I was in pain for almost 2 days and bleeding too, but I kept telling myself that it was my body doing what I was going to get done on Saturday anyway so no need to seek help.

When Saturday came around I was lucky enough to have a friend that took me to the clinic but I was unlucky enough that protesters had decided to set themselves up outside. They held posters and bisected models of pregnant tummies with babies inside and as I walked past them, they told me that god loved me. I thought to myself as I walked past, with my eyes firmly on the ground, that if there was a god I bet he wouldn’t want his worshippers to make people feel how those people made me feel that morning.

The nurses at the clinic were helpful, but unfortunately they couldn’t determine whether there was any pregnancy left due to the bleeding. I needed to go to hospital for blood tests, then would need to go back to hospital a couple of days later for more tests to confirm what I already knew.

Overall it had turned into a waking nightmare. I was sore, tired and to top it all off my body had gone into pregnancy mode which meant my hormones had gone absolutely ballistic. My skin broke out, my SPD came back (related to my hypermobility and a nightmare in itself), I had mood swings, I felt nauseous, I had sore boobs – the bloody lot! It’s been over 2 months since it all happened and my body is STILL getting back to normal.

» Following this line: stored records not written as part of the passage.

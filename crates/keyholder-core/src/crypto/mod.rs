//! Cryptographic operations for Keyholder.
//!
//! - **PBKDF2-HMAC-SHA256**: passphrase key derivation, 200,000 iterations
//! - **AES-256-GCM**: authenticated encryption of each secret
//!
//! ## Security Model
//!
//! - Every secret is sealed under its own salt and nonce
//! - Keys are re-derived on every call and zeroized on drop
//! - Wrong passphrase and corrupted data produce the same error
//! - Plaintexts, passphrases and keys are never logged
//!
//! ## Threat Model
//!
//! We defend against:
//! - Theft of the database holding the sealed blobs
//! - Offline brute-force and precomputed-table attacks on passphrases
//! - Tampering with stored blobs
//!
//! We do NOT defend against:
//! - Compromised OS / keylogger
//! - A caller that already holds the passphrase

pub mod envelope;
pub mod format;
pub mod key;

pub use envelope::{open, seal};
pub use format::{
    sealed_len, FormatVersion, SealedBlob, KEY_LEN, MAX_SEALED_LEN, MIN_SEALED_LEN, NONCE_LEN,
    PBKDF2_ITERATIONS, SALT_LEN, TAG_LEN,
};
pub use key::{derive_key, generate_salt, DerivedKey};
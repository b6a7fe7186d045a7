use std::sync::Arc;
use std::thread;

use keyholder_core::crypto::{
    derive_key, open, seal, FormatVersion, SealedBlob, NONCE_LEN, SALT_LEN, TAG_LEN,
};
use keyholder_core::KeyholderError;
use proptest::prelude::*;
use secrecy::ExposeSecret;

const HEADER: usize = 1 + SALT_LEN;

fn config() -> ProptestConfig {
    // Each case runs two full 200k-iteration derivations.
    ProptestConfig {
        cases: 6,
        ..ProptestConfig::default()
    }
}

proptest! {
    #![proptest_config(config())]

    #[test]
    fn prop_round_trip(secret in "\\PC{1,256}", passphrase in "\\PC{1,128}") {
        let blob = seal(&secret, &passphrase).expect("seal should succeed");
        let opened = open(&blob, &passphrase).expect("open should succeed");
        prop_assert_eq!(opened.expose_secret(), secret.as_str());
    }

    #[test]
    fn prop_wrong_passphrase_fails(
        secret in "[a-z]{1,64}",
        passphrase in "[a-z]{1,32}",
        suffix in "[0-9]{1,4}",
    ) {
        let blob = seal(&secret, &passphrase).expect("seal should succeed");
        let wrong = format!("{}{}", passphrase, suffix);
        let err = open(&blob, &wrong).expect_err("wrong passphrase must fail");
        prop_assert!(err.is_authentication());
    }
}

#[test]
fn test_reference_example() {
    let blob = seal("super-secret", "pwd123").expect("seal should succeed");
    assert!(blob.len() >= 33);

    let opened = open(&blob, "pwd123").expect("open should succeed");
    assert_eq!(opened.expose_secret(), "super-secret");

    let err = open(&blob, "wrong").expect_err("wrong passphrase must fail");
    assert!(matches!(err, KeyholderError::Authentication));
}

#[test]
fn test_boundary_lengths_round_trip() {
    let longest_secret = "\u{1F511}".repeat(4096);
    let longest_passphrase = "p".repeat(128);

    for (secret, passphrase) in [
        ("x", "y"),
        (longest_secret.as_str(), longest_passphrase.as_str()),
        ("grüße, 世界", "пароль"),
    ] {
        let blob = seal(secret, passphrase).expect("seal should succeed");
        let opened = open(&blob, passphrase).expect("open should succeed");
        assert_eq!(opened.expose_secret(), secret);
    }
}

#[test]
fn test_sealing_twice_differs() {
    let first = seal("same", "pass").expect("seal should succeed");
    let second = seal("same", "pass").expect("seal should succeed");

    assert_ne!(first, second);
    assert_ne!(first[1..HEADER], second[1..HEADER], "salts must differ");
    assert_eq!(open(&second, "pass").unwrap().expose_secret(), "same");
}

#[test]
fn test_single_bit_flip_anywhere_after_version_fails() {
    let blob = seal("tamper-me", "pass").expect("seal should succeed");
    assert_eq!(blob.len(), HEADER + NONCE_LEN + "tamper-me".len() + TAG_LEN);

    // One flipped bit per byte across salt, nonce, ciphertext and tag.
    for index in 1..blob.len() {
        let bit = index % 8;
        let mut tampered = blob.clone();
        tampered[index] ^= 1 << bit;
        let err = open(&tampered, "pass").expect_err("tampered blob must fail");
        assert!(
            err.is_authentication(),
            "byte {} bit {} gave {:?}",
            index,
            bit,
            err
        );
    }
}

#[test]
fn test_short_blobs_are_malformed() {
    for len in [0, 1, HEADER - 1] {
        let blob = vec![FormatVersion::V1.tag(); len];
        let err = open(&blob, "pass").expect_err("short blob must fail");
        assert!(matches!(err, KeyholderError::MalformedBlob(_)), "len {}", len);
    }
}

#[test]
fn test_unknown_version_is_malformed() {
    let mut blob = seal("secret", "pass").expect("seal should succeed");
    blob[0] = 0x7f;
    let err = open(&blob, "pass").expect_err("unknown version must fail");
    assert!(matches!(err, KeyholderError::MalformedBlob(_)));
}

#[test]
fn test_embedded_salt_reproduces_key() {
    let blob = seal("secret", "pass").expect("seal should succeed");
    let parsed = SealedBlob::parse(&blob).expect("parse should succeed");

    let first = derive_key("pass", parsed.salt);
    let second = derive_key("pass", parsed.salt);
    assert_eq!(first.as_bytes(), second.as_bytes());
    assert_ne!(first.as_bytes(), derive_key("pass2", parsed.salt).as_bytes());
}

#[test]
fn test_concurrent_seal_and_open() {
    let shared = Arc::new(seal("shared", "pass").expect("seal should succeed"));

    let handles: Vec<_> = (0..4)
        .map(|i| {
            let shared = Arc::clone(&shared);
            thread::spawn(move || {
                let secret = format!("secret-{}", i);
                let blob = seal(&secret, "pass").expect("seal should succeed");
                let mine = open(&blob, "pass").expect("open should succeed");
                let theirs = open(&shared, "pass").expect("open should succeed");
                (secret, mine.expose_secret().to_string(), theirs.expose_secret().to_string())
            })
        })
        .collect();

    for handle in handles {
        let (expected, mine, theirs) = handle.join().expect("thread should not panic");
        assert_eq!(mine, expected);
        assert_eq!(theirs, "shared");
    }
}
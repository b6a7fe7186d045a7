//! UI primitives for the Keyholder CLI.
//!
//! - **Context**: environment detection (TTY, color)
//! - **Mode**: output mode resolution (json, plain, pretty)
//! - **Theme**: badge tokens and colors
//! - **Render**: badges, key-value lines, tables, errors
//! - **Progress**: spinner shown while a key is derived

mod context;
pub mod mode;
pub mod progress;
pub mod render;
pub mod theme;

pub use context::UiContext;
pub use theme::Badge;

pub use progress::with_spinner;
pub use render::{badge, hint, kv, print_error, table};
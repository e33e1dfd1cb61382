use std::path::{Path, PathBuf};
use std::sync::Arc;
use std::time::Duration;

use rusqlite::{Connection, params};
use thiserror::Error;

use crate::library::{Artwork, Track, TrackId};

#[derive(Debug, Error)]
pub enum StoreError {
    #[error("could not determine a data directory for this platform")]
    NoDataDir,
    #[error("could not prepare data directory {path}: {source}")]
    DataDir {
        path: PathBuf,
        source: std::io::Error,
    },
    #[error(transparent)]
    Sqlite(#[from] rusqlite::Error),
}

/// Persistent track records, keyed by track id.
///
/// One table, one schema version. Opening creates the schema when absent and
/// is otherwise a no-op, so there is no migration path to maintain.
pub struct TrackStore {
    conn: Connection,
}

impl TrackStore {
    /// Open (or create) the store under the platform data directory, or
    /// under an explicit override from configuration.
    pub fn open_default(data_dir_override: Option<&Path>) -> Result<Self, StoreError> {
        let data_dir = match data_dir_override {
            Some(dir) => dir.to_path_buf(),
            None => dirs::data_dir().ok_or(StoreError::NoDataDir)?.join("rondo"),
        };

        if !data_dir.exists() {
            std::fs::create_dir_all(&data_dir).map_err(|source| StoreError::DataDir {
                path: data_dir.clone(),
                source,
            })?;
        }

        Self::open(&data_dir.join("library.db"))
    }

    /// Open (or create) a store at an explicit database path.
    pub fn open(path: &Path) -> Result<Self, StoreError> {
        let conn = Connection::open(path)?;
        let store = Self { conn };
        store.initialize_schema()?;
        Ok(store)
    }

    fn initialize_schema(&self) -> Result<(), StoreError> {
        self.conn.execute(
            "CREATE TABLE IF NOT EXISTS tracks (
                id TEXT PRIMARY KEY,
                title TEXT NOT NULL,
                artist TEXT NOT NULL,
                album TEXT NOT NULL,
                duration_ms INTEGER,
                artwork_mime TEXT,
                artwork BLOB,
                payload BLOB NOT NULL
            )",
            [],
        )?;
        Ok(())
    }

    /// Insert or overwrite a record by id.
    ///
    /// The upsert keeps the original rowid, so re-persisting a track after
    /// metadata enrichment does not move it in `get_all` order.
    pub fn put(&self, track: &Track) -> Result<(), StoreError> {
        let duration_ms = track.duration.map(|d| d.as_millis() as i64);
        let (artwork_mime, artwork_data) = match &track.artwork {
            Some(artwork) => (Some(artwork.mime.as_str()), Some(artwork.data.as_slice())),
            None => (None, None),
        };

        self.conn.execute(
            "INSERT INTO tracks (id, title, artist, album, duration_ms, artwork_mime, artwork, payload)
             VALUES (?1, ?2, ?3, ?4, ?5, ?6, ?7, ?8)
             ON CONFLICT(id) DO UPDATE SET
                 title = excluded.title,
                 artist = excluded.artist,
                 album = excluded.album,
                 duration_ms = excluded.duration_ms,
                 artwork_mime = excluded.artwork_mime,
                 artwork = excluded.artwork,
                 payload = excluded.payload",
            params![
                track.id.as_str(),
                track.title,
                track.artist,
                track.album,
                duration_ms,
                artwork_mime,
                artwork_data,
                &track.payload[..],
            ],
        )?;
        Ok(())
    }

    /// Every stored track, in insertion order.
    pub fn get_all(&self) -> Result<Vec<Track>, StoreError> {
        let mut stmt = self.conn.prepare(
            "SELECT id, title, artist, album, duration_ms, artwork_mime, artwork, payload
             FROM tracks ORDER BY rowid ASC",
        )?;

        let rows = stmt.query_map([], |row| {
            let duration_ms: Option<i64> = row.get(4)?;
            let artwork_mime: Option<String> = row.get(5)?;
            let artwork_data: Option<Vec<u8>> = row.get(6)?;
            let payload: Vec<u8> = row.get(7)?;

            Ok(Track {
                id: TrackId::from(row.get::<_, String>(0)?),
                title: row.get(1)?,
                artist: row.get(2)?,
                album: row.get(3)?,
                duration: duration_ms.map(|ms| Duration::from_millis(ms as u64)),
                artwork: match (artwork_mime, artwork_data) {
                    (Some(mime), Some(data)) => Some(Artwork { mime, data }),
                    _ => None,
                },
                payload: Arc::from(payload),
            })
        })?;

        let mut tracks = Vec::new();
        for track in rows {
            tracks.push(track?);
        }
        Ok(tracks)
    }

    /// Remove every record. Irreversible.
    pub fn clear(&self) -> Result<(), StoreError> {
        self.conn.execute("DELETE FROM tracks", [])?;
        Ok(())
    }
}
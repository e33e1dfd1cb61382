use std::path::PathBuf;
use std::time::{Duration, Instant};

use crossterm::event::{self, Event, KeyCode, KeyEventKind};
use ratatui::{Terminal, backend::CrosstermBackend};

use crate::app::{App, Command};
use crate::notify::Notice;
use crate::ui::{self, Prompt, View, ViewContext};

/// The footer interaction in flight, if any.
enum Mode {
    Normal,
    Search,
    NewPlaylist,
    ImportPath,
    ConfirmClear,
    ConfirmDeletePlaylist(String),
    ChoosePlaylist { track: usize },
}

/// State tracked by the runtime event loop across iterations.
struct LoopState {
    view: View,
    selected: usize,
    open_playlist: Option<String>,
    mode: Mode,
    input: String,
    query: String,
    chooser_selected: usize,
    notice: Option<(Notice, Instant)>,
}

impl Default for LoopState {
    fn default() -> Self {
        Self {
            view: View::Library,
            selected: 0,
            open_playlist: None,
            mode: Mode::Normal,
            input: String::new(),
            query: String::new(),
            chooser_selected: 0,
            notice: None,
        }
    }
}

/// Main terminal event loop: polls for track completion, drains notices,
/// draws, and maps key presses onto app commands. Returns when the user
/// quits.
pub(super) fn run(
    terminal: &mut Terminal<CrosstermBackend<std::io::Stdout>>,
    app: &mut App,
) -> Result<(), Box<dyn std::error::Error>> {
    let mut state = LoopState::default();

    loop {
        app.tick();
        refresh_notice(app, &mut state);

        let rows = ui::view_rows(app, state.view, &state.query, state.open_playlist.as_deref());
        clamp_selection(app, &mut state, &rows);

        let prompt = build_prompt(app, &state);
        let ctx = ViewContext {
            view: state.view,
            rows: &rows,
            selected: state.selected,
            open_playlist: state.open_playlist.as_deref(),
            query: &state.query,
            notice: state.notice.as_ref().map(|(notice, _)| notice),
            prompt,
        };
        terminal.draw(|frame| ui::draw(frame, app, &ctx))?;

        if event::poll(Duration::from_millis(100))? {
            if let Event::Key(key) = event::read()? {
                if key.kind != KeyEventKind::Press {
                    continue;
                }
                if handle_key(app, &mut state, &rows, key.code) {
                    return Ok(());
                }
            }
        }
    }
}

/// Rows in the main pane: the playlists root lists playlists, every other
/// pane lists tracks.
fn pane_len(app: &App, state: &LoopState, rows: &[usize]) -> usize {
    if state.view == View::Playlists && state.open_playlist.is_none() {
        app.playlists.len()
    } else {
        rows.len()
    }
}

fn clamp_selection(app: &App, state: &mut LoopState, rows: &[usize]) {
    let len = pane_len(app, state, rows);
    state.selected = if len == 0 {
        0
    } else {
        state.selected.min(len - 1)
    };
}

fn refresh_notice(app: &mut App, state: &mut LoopState) {
    if let Some((_, deadline)) = &state.notice {
        if Instant::now() >= *deadline {
            state.notice = None;
        }
    }
    if state.notice.is_none() {
        if let Some(notice) = app.notices.pop() {
            let deadline = Instant::now() + notice.duration;
            state.notice = Some((notice, deadline));
        }
    }
}

fn build_prompt<'a>(app: &'a App, state: &'a LoopState) -> Prompt<'a> {
    match &state.mode {
        Mode::Normal => Prompt::None,
        Mode::Search => Prompt::Input {
            label: "Search",
            value: &state.input,
        },
        Mode::NewPlaylist => Prompt::Input {
            label: "New playlist name",
            value: &state.input,
        },
        Mode::ImportPath => Prompt::Input {
            label: "Import path",
            value: &state.input,
        },
        Mode::ConfirmClear => Prompt::Confirm {
            question: "Delete all tracks from your library? This cannot be undone.".to_string(),
        },
        Mode::ConfirmDeletePlaylist(playlist_id) => {
            let name = app
                .playlists
                .get(playlist_id)
                .map(|p| p.name.clone())
                .unwrap_or_default();
            Prompt::Confirm {
                question: format!("Delete playlist \"{name}\"? This cannot be undone."),
            }
        }
        Mode::ChoosePlaylist { .. } => Prompt::Chooser {
            title: " Add to... ".to_string(),
            items: app.playlists.iter().map(|p| p.name.clone()).collect(),
            selected: state.chooser_selected,
        },
    }
}

/// Handle one key press. Returns true when the app should quit.
fn handle_key(app: &mut App, state: &mut LoopState, rows: &[usize], code: KeyCode) -> bool {
    let mode = std::mem::replace(&mut state.mode, Mode::Normal);
    match mode {
        Mode::Normal => return handle_normal_key(app, state, rows, code),

        Mode::Search => match code {
            KeyCode::Esc => {
                state.query.clear();
                state.input.clear();
            }
            KeyCode::Enter => {}
            KeyCode::Backspace => {
                state.input.pop();
                state.query = state.input.clone();
                state.mode = Mode::Search;
            }
            KeyCode::Char(c) if !c.is_control() => {
                state.input.push(c);
                state.query = state.input.clone();
                state.mode = Mode::Search;
            }
            _ => state.mode = Mode::Search,
        },

        Mode::NewPlaylist => match code {
            KeyCode::Esc => state.input.clear(),
            KeyCode::Enter => {
                let name = std::mem::take(&mut state.input);
                app.dispatch(Command::CreatePlaylist(name));
            }
            KeyCode::Backspace => {
                state.input.pop();
                state.mode = Mode::NewPlaylist;
            }
            KeyCode::Char(c) if !c.is_control() => {
                state.input.push(c);
                state.mode = Mode::NewPlaylist;
            }
            _ => state.mode = Mode::NewPlaylist,
        },

        Mode::ImportPath => match code {
            KeyCode::Esc => state.input.clear(),
            KeyCode::Enter => {
                let path = std::mem::take(&mut state.input);
                if !path.trim().is_empty() {
                    app.dispatch(Command::ImportPaths(vec![PathBuf::from(path.trim())]));
                }
            }
            KeyCode::Backspace => {
                state.input.pop();
                state.mode = Mode::ImportPath;
            }
            KeyCode::Char(c) if !c.is_control() => {
                state.input.push(c);
                state.mode = Mode::ImportPath;
            }
            _ => state.mode = Mode::ImportPath,
        },

        Mode::ConfirmClear => {
            if matches!(code, KeyCode::Char('y') | KeyCode::Char('Y')) {
                app.dispatch(Command::ClearLibrary);
                state.open_playlist = None;
                state.query.clear();
                state.selected = 0;
            }
        }

        Mode::ConfirmDeletePlaylist(playlist_id) => {
            if matches!(code, KeyCode::Char('y') | KeyCode::Char('Y')) {
                if state.open_playlist.as_deref() == Some(playlist_id.as_str()) {
                    state.open_playlist = None;
                }
                app.dispatch(Command::DeletePlaylist(playlist_id));
            }
        }

        Mode::ChoosePlaylist { track } => match code {
            KeyCode::Esc => {}
            KeyCode::Char('j') | KeyCode::Down => {
                if state.chooser_selected + 1 < app.playlists.len() {
                    state.chooser_selected += 1;
                }
                state.mode = Mode::ChoosePlaylist { track };
            }
            KeyCode::Char('k') | KeyCode::Up => {
                state.chooser_selected = state.chooser_selected.saturating_sub(1);
                state.mode = Mode::ChoosePlaylist { track };
            }
            KeyCode::Enter => {
                let playlist_id = app
                    .playlists
                    .iter()
                    .nth(state.chooser_selected)
                    .map(|playlist| playlist.id.clone());
                if let Some(playlist_id) = playlist_id {
                    app.dispatch(Command::AddToPlaylist {
                        playlist_id,
                        track,
                    });
                }
            }
            _ => state.mode = Mode::ChoosePlaylist { track },
        },
    }
    false
}

fn handle_normal_key(app: &mut App, state: &mut LoopState, rows: &[usize], code: KeyCode) -> bool {
    let volume_step = app.settings.controls.volume_step;
    let seek_step = app.settings.controls.seek_step;
    let on_tracks = !(state.view == View::Playlists && state.open_playlist.is_none());

    match code {
        KeyCode::Char('q') => return true,

        KeyCode::Char('1') => switch_view(state, View::Library),
        KeyCode::Char('2') => switch_view(state, View::Playlists),
        KeyCode::Char('3') => switch_view(state, View::Favorites),
        KeyCode::Char('4') => switch_view(state, View::Recent),

        KeyCode::Char('j') | KeyCode::Down => move_selection(app, state, rows, 1),
        KeyCode::Char('k') | KeyCode::Up => move_selection(app, state, rows, -1),

        KeyCode::Enter => {
            if on_tracks {
                if let Some(&index) = rows.get(state.selected) {
                    app.dispatch(Command::PlayTrack(index));
                }
            } else if let Some(playlist) = app.playlists.iter().nth(state.selected) {
                state.open_playlist = Some(playlist.id.clone());
                state.selected = 0;
            }
        }
        KeyCode::Esc | KeyCode::Backspace => {
            if state.open_playlist.is_some() {
                state.open_playlist = None;
                state.selected = 0;
            } else if !state.query.is_empty() {
                state.query.clear();
            }
        }

        KeyCode::Char(' ') | KeyCode::Char('p') => app.dispatch(Command::TogglePlay),
        KeyCode::Char('l') => app.dispatch(Command::NextTrack),
        KeyCode::Char('h') => app.dispatch(Command::PreviousTrack),
        KeyCode::Char('s') => app.dispatch(Command::ToggleShuffle),
        KeyCode::Char('r') => app.dispatch(Command::CycleRepeat),
        KeyCode::Char('m') => app.dispatch(Command::ToggleMute),
        KeyCode::Char('+') | KeyCode::Char('=') => {
            app.dispatch(Command::NudgeVolume(volume_step));
        }
        KeyCode::Char('-') => app.dispatch(Command::NudgeVolume(-volume_step)),
        KeyCode::Right => seek_nudge(app, seek_step),
        KeyCode::Left => seek_nudge(app, -seek_step),

        KeyCode::Char('f') => {
            if on_tracks {
                if let Some(&index) = rows.get(state.selected) {
                    app.dispatch(Command::ToggleFavorite(index));
                }
            }
        }
        KeyCode::Char('a') => {
            if on_tracks {
                if let Some(&index) = rows.get(state.selected) {
                    if app.playlists.is_empty() {
                        app.notices.push(Notice::info("No playlists yet."));
                    } else {
                        state.chooser_selected = 0;
                        state.mode = Mode::ChoosePlaylist { track: index };
                    }
                }
            }
        }
        KeyCode::Char('n') => {
            state.input.clear();
            state.mode = Mode::NewPlaylist;
        }
        KeyCode::Char('d') => {
            if !on_tracks {
                if let Some(playlist) = app.playlists.iter().nth(state.selected) {
                    state.mode = Mode::ConfirmDeletePlaylist(playlist.id.clone());
                }
            }
        }
        KeyCode::Char('o') => {
            state.input.clear();
            state.mode = Mode::ImportPath;
        }
        KeyCode::Char('/') => {
            // Searching always lands in the library view.
            state.view = View::Library;
            state.open_playlist = None;
            state.input = state.query.clone();
            state.mode = Mode::Search;
        }
        KeyCode::Char('t') => app.dispatch(Command::ToggleTheme),
        KeyCode::Char('x') => state.mode = Mode::ConfirmClear,

        _ => {}
    }
    false
}

fn switch_view(state: &mut LoopState, view: View) {
    state.view = view;
    state.selected = 0;
    state.open_playlist = None;
    state.query.clear();
}

fn move_selection(app: &App, state: &mut LoopState, rows: &[usize], delta: isize) {
    let len = pane_len(app, state, rows);
    if len == 0 {
        return;
    }
    let len = len as isize;
    state.selected = ((state.selected as isize + delta).rem_euclid(len)) as usize;
}

/// Relative seek: compute the new fraction from the current position. No-op
/// until the engine knows its duration.
fn seek_nudge(app: &mut App, delta: f64) {
    let (position, total) = app.player.progress();
    let Some(total) = total else {
        return;
    };
    if total.is_zero() {
        return;
    }
    let fraction = position.as_secs_f64() / total.as_secs_f64() + delta;
    app.dispatch(Command::SeekTo(fraction));
}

But you know what concerned me the most after this whole ordeal? It was the shame and anxiety I felt about how other people might perceive me or my situation. I wonder if this is just another facet of my own self esteem and anxiety issues or if this is something other women experience. If it’s something other women experience then I worry about living in a world where a person can go through something like this and be ashamed of it.

I was so lucky to have friends and family for support during this time but I was luckiest to have a supportive partner who never once questioned the choices I made and provided calm comfort that came with no strings or judgement. I don’t think I would have been able to bounce back like I have if it weren’t for those around me.

So, if you’re reading this and you’re going through or have been through something similar, I’m here to talk – no judgement.